По сравнению с другими вновь открытыми родственниками индейцев, албанцев и шотландских горцев, коренные северяне были не особенно заметными или примечательными. В байронический век «ужаса и блеска» тайга и тундра не могли соперничать с величественными горными вершинами, плодородными долинами и бурными потоками Кавказа, точно так же как относительно мирные занятия народов Севера казались «робостью» в сравнении с неумолимой свирепостью романических черкесов{293}. Ссыльный декабрист А.А. Бестужев-Марлинский, который одним из первых ввел жителей Арктики в высокую литературу, испытал явное облегчение, когда наконец покинул Север с его рыбоподобными обитателями и переехал на Кавказ{294}. Впрочем, к концу 1840-х годов как сибиряки, так и черкесы — наравне с лордом Байроном, сэром Вальтером Скоттом и бесчисленными инородцами и экзотическими сынами природы — стали лишними в мире русской интеллигенции. В своем возрастающем отчуждении культурная элита Москвы и Петербурга открыла благородного дикаря, которому она могла посвятить себя без остатка: русского крестьянина. Его следовало боготворить, изучать или спасать; он был хранителем подлинных ценностей, внутренним стержнем ищущего интеллигента и спасителем России (и, возможно, вселенной). Большинство писателей и ученых спустились с гор на Великую Русскую равнину.

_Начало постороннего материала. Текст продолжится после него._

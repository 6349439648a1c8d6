pub mod transactions;
pub mod webhook;
pub mod ws;

use axum::{extract::State, http::StatusCode, response::IntoResponse, Json};

use crate::AppState;

/// Dependency health plus the gateway breaker state. 503 when the store is down.
pub async fn health(State(state): State<AppState>) -> impl IntoResponse {
    let response = state
        .health
        .check(state.lifecycle.gateway_circuit_state())
        .await;

    let status_code = if response.is_unhealthy() {
        StatusCode::SERVICE_UNAVAILABLE
    } else {
        StatusCode::OK
    };

    (status_code, Json(response))
}
pub mod identity;
pub mod request_logger;

pub use identity::{CallerId, USER_ID_HEADER};
pub use request_logger::{request_logger_middleware, REQUEST_ID_HEADER};
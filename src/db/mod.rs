use sqlx::migrate::Migrator;
use sqlx::postgres::{PgPool, PgPoolOptions};
use std::path::Path;
use std::time::Duration;

use crate::config::Config;

pub const MIGRATIONS_DIR: &str = "./migrations";

pub async fn create_pool(config: &Config) -> Result<PgPool, sqlx::Error> {
    PgPoolOptions::new()
        .max_connections(10)
        .acquire_timeout(Duration::from_secs(5))
        .connect(&config.database_url)
        .await
}

pub async fn run_migrations(pool: &PgPool) -> anyhow::Result<()> {
    let migrator = Migrator::new(Path::new(MIGRATIONS_DIR)).await?;
    migrator.run(pool).await?;
    tracing::info!("Database migrations completed");
    Ok(())
}
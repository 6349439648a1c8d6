//! Postgres implementation of TransactionRepository.

use async_trait::async_trait;
use chrono::{DateTime, Utc};
use sqlx::PgPool;
use uuid::Uuid;

use crate::domain::{Transaction, TransactionStats, TransactionStatus};
use crate::ports::{Page, RepositoryError, RepositoryResult, StatusUpdate, TransactionRepository};

const COLUMNS: &str = "id, user_id, transaction_type, status, amount, currency, description, \
     vpa, to_user_id, bank_account, ifsc, gateway_transaction_id, upi_reference, \
     initiated_at, completed_at, failure_reason, metadata, created_at, updated_at";

/// Postgres-backed transaction repository.
#[derive(Clone)]
pub struct PostgresTransactionRepository {
    pool: PgPool,
}

impl PostgresTransactionRepository {
    pub fn new(pool: PgPool) -> Self {
        Self { pool }
    }

    pub fn pool(&self) -> &PgPool {
        &self.pool
    }
}

#[async_trait]
impl TransactionRepository for PostgresTransactionRepository {
    async fn insert(&self, tx: &Transaction) -> RepositoryResult<Transaction> {
        let row = sqlx::query_as::<_, TransactionRow>(&format!(
            r#"
            INSERT INTO transactions (
                id, user_id, transaction_type, status, amount, currency, description,
                vpa, to_user_id, bank_account, ifsc, gateway_transaction_id, upi_reference,
                initiated_at, completed_at, failure_reason, metadata, created_at, updated_at
            ) VALUES ($1, $2, $3, $4, $5, $6, $7, $8, $9, $10, $11, $12, $13, $14, $15, $16, $17, $18, $19)
            RETURNING {COLUMNS}
            "#
        ))
        .bind(tx.id)
        .bind(&tx.user_id)
        .bind(tx.transaction_type.as_str())
        .bind(tx.status.as_str())
        .bind(&tx.amount)
        .bind(&tx.currency)
        .bind(&tx.description)
        .bind(&tx.vpa)
        .bind(&tx.to_user_id)
        .bind(&tx.bank_account)
        .bind(&tx.ifsc)
        .bind(&tx.gateway_transaction_id)
        .bind(&tx.upi_reference)
        .bind(tx.initiated_at)
        .bind(tx.completed_at)
        .bind(&tx.failure_reason)
        .bind(&tx.metadata)
        .bind(tx.created_at)
        .bind(tx.updated_at)
        .fetch_one(&self.pool)
        .await
        .map_err(|e| match e {
            sqlx::Error::Database(db) if db.is_unique_violation() => {
                RepositoryError::Duplicate(tx.id)
            }
            other => RepositoryError::Database(other),
        })?;

        row.into_domain()
    }

    async fn get_by_id(&self, id: Uuid) -> RepositoryResult<Transaction> {
        let row = sqlx::query_as::<_, TransactionRow>(&format!(
            "SELECT {COLUMNS} FROM transactions WHERE id = $1"
        ))
        .bind(id)
        .fetch_optional(&self.pool)
        .await?;

        row.ok_or(RepositoryError::NotFound(id))?.into_domain()
    }

    async fn list_for_user(&self, user_id: &str, page: Page) -> RepositoryResult<Vec<Transaction>> {
        // LIMIT NULL is LIMIT ALL and OFFSET NULL is OFFSET 0.
        let rows = sqlx::query_as::<_, TransactionRow>(&format!(
            r#"
            SELECT {COLUMNS} FROM transactions
            WHERE user_id = $1 OR to_user_id = $1
            ORDER BY created_at DESC, id DESC
            LIMIT $2 OFFSET $3
            "#
        ))
        .bind(user_id)
        .bind(page.limit)
        .bind(page.offset)
        .fetch_all(&self.pool)
        .await?;

        rows.into_iter().map(TransactionRow::into_domain).collect()
    }

    async fn update_status_if(
        &self,
        id: Uuid,
        expected: TransactionStatus,
        update: &StatusUpdate,
    ) -> RepositoryResult<Option<Transaction>> {
        let row = sqlx::query_as::<_, TransactionRow>(&format!(
            r#"
            UPDATE transactions
            SET status = $1,
                completed_at = $2,
                failure_reason = COALESCE($3, failure_reason),
                upi_reference = COALESCE($4, upi_reference),
                updated_at = NOW()
            WHERE id = $5 AND status = $6
            RETURNING {COLUMNS}
            "#
        ))
        .bind(update.status.as_str())
        .bind(update.completed_at)
        .bind(&update.failure_reason)
        .bind(&update.upi_reference)
        .bind(id)
        .bind(expected.as_str())
        .fetch_optional(&self.pool)
        .await?;

        row.map(TransactionRow::into_domain).transpose()
    }

    async fn record_gateway_reference(
        &self,
        id: Uuid,
        gateway_transaction_id: &str,
    ) -> RepositoryResult<Transaction> {
        let row = sqlx::query_as::<_, TransactionRow>(&format!(
            r#"
            UPDATE transactions
            SET gateway_transaction_id = $1, updated_at = NOW()
            WHERE id = $2
            RETURNING {COLUMNS}
            "#
        ))
        .bind(gateway_transaction_id)
        .bind(id)
        .fetch_optional(&self.pool)
        .await?;

        row.ok_or(RepositoryError::NotFound(id))?.into_domain()
    }

    async fn stats_for_user(&self, user_id: &str) -> RepositoryResult<TransactionStats> {
        // One statement, one snapshot.
        let (total, successful, failed, pending) = sqlx::query_as::<_, (i64, i64, i64, i64)>(
            r#"
            SELECT
                COUNT(*),
                COUNT(*) FILTER (WHERE status = 'SUCCESS'),
                COUNT(*) FILTER (WHERE status = 'FAILED'),
                COUNT(*) FILTER (WHERE status = 'PENDING')
            FROM transactions
            WHERE user_id = $1
            "#,
        )
        .bind(user_id)
        .fetch_one(&self.pool)
        .await?;

        Ok(TransactionStats {
            total,
            successful,
            failed,
            pending,
        })
    }

    async fn list_stale_pending(
        &self,
        older_than: DateTime<Utc>,
        limit: i64,
    ) -> RepositoryResult<Vec<Transaction>> {
        let rows = sqlx::query_as::<_, TransactionRow>(&format!(
            r#"
            SELECT {COLUMNS} FROM transactions
            WHERE status = 'PENDING'
              AND gateway_transaction_id IS NOT NULL
              AND created_at < $1
            ORDER BY created_at ASC
            LIMIT $2
            "#
        ))
        .bind(older_than)
        .bind(limit)
        .fetch_all(&self.pool)
        .await?;

        rows.into_iter().map(TransactionRow::into_domain).collect()
    }
}

/// Internal row type for SQLx. Not exposed outside the adapter.
#[derive(Debug, sqlx::FromRow)]
struct TransactionRow {
    id: Uuid,
    user_id: String,
    transaction_type: String,
    status: String,
    amount: bigdecimal::BigDecimal,
    currency: String,
    description: Option<String>,
    vpa: Option<String>,
    to_user_id: Option<String>,
    bank_account: Option<String>,
    ifsc: Option<String>,
    gateway_transaction_id: Option<String>,
    upi_reference: Option<String>,
    initiated_at: DateTime<Utc>,
    completed_at: Option<DateTime<Utc>>,
    failure_reason: Option<String>,
    metadata: Option<serde_json::Value>,
    created_at: DateTime<Utc>,
    updated_at: DateTime<Utc>,
}

impl TransactionRow {
    fn into_domain(self) -> RepositoryResult<Transaction> {
        let transaction_type = self.transaction_type.parse().map_err(RepositoryError::Decode)?;
        let status = self.status.parse().map_err(RepositoryError::Decode)?;

        Ok(Transaction {
            id: self.id,
            user_id: self.user_id,
            transaction_type,
            status,
            amount: self.amount,
            currency: self.currency,
            description: self.description,
            vpa: self.vpa,
            to_user_id: self.to_user_id,
            bank_account: self.bank_account,
            ifsc: self.ifsc,
            gateway_transaction_id: self.gateway_transaction_id,
            upi_reference: self.upi_reference,
            initiated_at: self.initiated_at,
            completed_at: self.completed_at,
            failure_reason: self.failure_reason,
            metadata: self.metadata,
            created_at: self.created_at,
            updated_at: self.updated_at,
        })
    }
}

К 1850-м годам академики-«немцы» были наголову разбиты академиками-«патриотами», и Русское географическое общество формально определило свою цель как «изучение Русской земли и Русского народа»{295}. Согласно историку Гавриилу Успенскому, рассказы о непросвещенных народах следовало отвергнуть в пользу «описания прежних нравов, обыкновения и учреждений такого народа, который в наши времена находится на высочайшей степени своего величия, могущества и славы»{296}. Соответственно, «ледяные пустыни» и «девственная тайга» наполнились русскими героями и русскими воинами. Как воскликнул Ермак в последних строках романтической драмы А.С. Хомякова, «Сибири боле нет: отныне здесь Россия!»{297}.